Та же связь между универсальным временным порядком, властвующим над всем, и вечным юридическим порядком, определяющим ход человеческих дел, то же соединение астрономического и этического космоса обнаруживается практически во всех великих культурных религиях. В египетском пантеоне лунный бог Тот, измеритель времени, к тому же является господином всякой правильной меры. Священный локоть, используемый в качестве меры длины при планировке храмов и землемерных работах, посвящен ему. Он является писцом богов и небесным судьей, даровавшим язык и письменность, а искусством счета и вычислений он дал богам и людям знать, что им подобает. Наименование совершенно точной и неизменной меры (maat) и здесь является также наименованием неизменного порядка, властвующего в природе и в человеческом мире.
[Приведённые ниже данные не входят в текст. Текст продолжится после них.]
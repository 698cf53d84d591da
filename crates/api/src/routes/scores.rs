use axum::routing::{get, post};
use axum::Router;

use crate::handlers::scores;
use crate::state::AppState;

/// Routes mounted at `/scores`.
///
/// ```text
/// POST /              -> submit_score (requires auth)
/// GET  /{scene_id}    -> scene_leaderboard
/// ```
pub fn router() -> Router<AppState> {
    Router::new()
        .route("/", post(scores::submit_score))
        .route("/{scene_id}", get(scores::scene_leaderboard))
}
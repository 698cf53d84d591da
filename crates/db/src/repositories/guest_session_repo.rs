//! Repository for the `guest_sessions` table.

use spotter_core::types::{DbId, Timestamp};
use sqlx::PgPool;

use crate::models::guest_session::GuestSession;

const COLUMNS: &str = "id, name, created_at";

pub struct GuestSessionRepo;

impl GuestSessionRepo {
    /// Insert a new guest session with the given display name.
    pub async fn create(pool: &PgPool, name: &str) -> Result<GuestSession, sqlx::Error> {
        let query = format!("INSERT INTO guest_sessions (name) VALUES ($1) RETURNING {COLUMNS}");
        sqlx::query_as::<_, GuestSession>(&query)
            .bind(name)
            .fetch_one(pool)
            .await
    }

    pub async fn find_by_id(pool: &PgPool, id: DbId) -> Result<Option<GuestSession>, sqlx::Error> {
        let query = format!("SELECT {COLUMNS} FROM guest_sessions WHERE id = $1");
        sqlx::query_as::<_, GuestSession>(&query)
            .bind(id)
            .fetch_optional(pool)
            .await
    }

    /// Delete one guest session. Returns `true` if a row was removed.
    pub async fn delete(pool: &PgPool, id: DbId) -> Result<bool, sqlx::Error> {
        let result = sqlx::query("DELETE FROM guest_sessions WHERE id = $1")
            .bind(id)
            .execute(pool)
            .await?;
        Ok(result.rows_affected() > 0)
    }

    /// Delete guest sessions created before `cutoff`. Returns the number removed.
    ///
    /// Their scores survive with `guest_id` nulled.
    pub async fn delete_older_than(pool: &PgPool, cutoff: Timestamp) -> Result<u64, sqlx::Error> {
        let result = sqlx::query("DELETE FROM guest_sessions WHERE created_at < $1")
            .bind(cutoff)
            .execute(pool)
            .await?;
        Ok(result.rows_affected())
    }
}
Это понятие «меры» в его двойственном значении характеризуется как подлинное основание египетской религиозной системы45. В не меньшей мере религия Китая коренится в основной черте мысли и чувства, которую де Гроот обозначит как «универсизм»: в убежденности в том, что все нормы человеческой деятельности основаны на изначальном законе мира и небес и могут быть непосредственно выведены из него. Лишь тот, кто знает пути светил, кто понимает ход времени и соразмеряет с ним свои действия, кто умеет сочетать их с постоянными датами, с определенными месяцами и днями, — только тот может подлинно завершить свой человеческий путь. «Что определено небом, то и есть природа человека; следовать человеческой природе — вот дао человека. Чти это дао, это наставление». Таким образом, и здесь этический порядок действий переходит в их временной, почти календарный порядок, подобно тому как временные отрезки, век, год, времена года, и месяцы почитаются как божественные. Долг, добродетель человека как раз и заключается в том, чтобы знать и соблюдать «путь», по которому макрокосм направляет микрокосм46.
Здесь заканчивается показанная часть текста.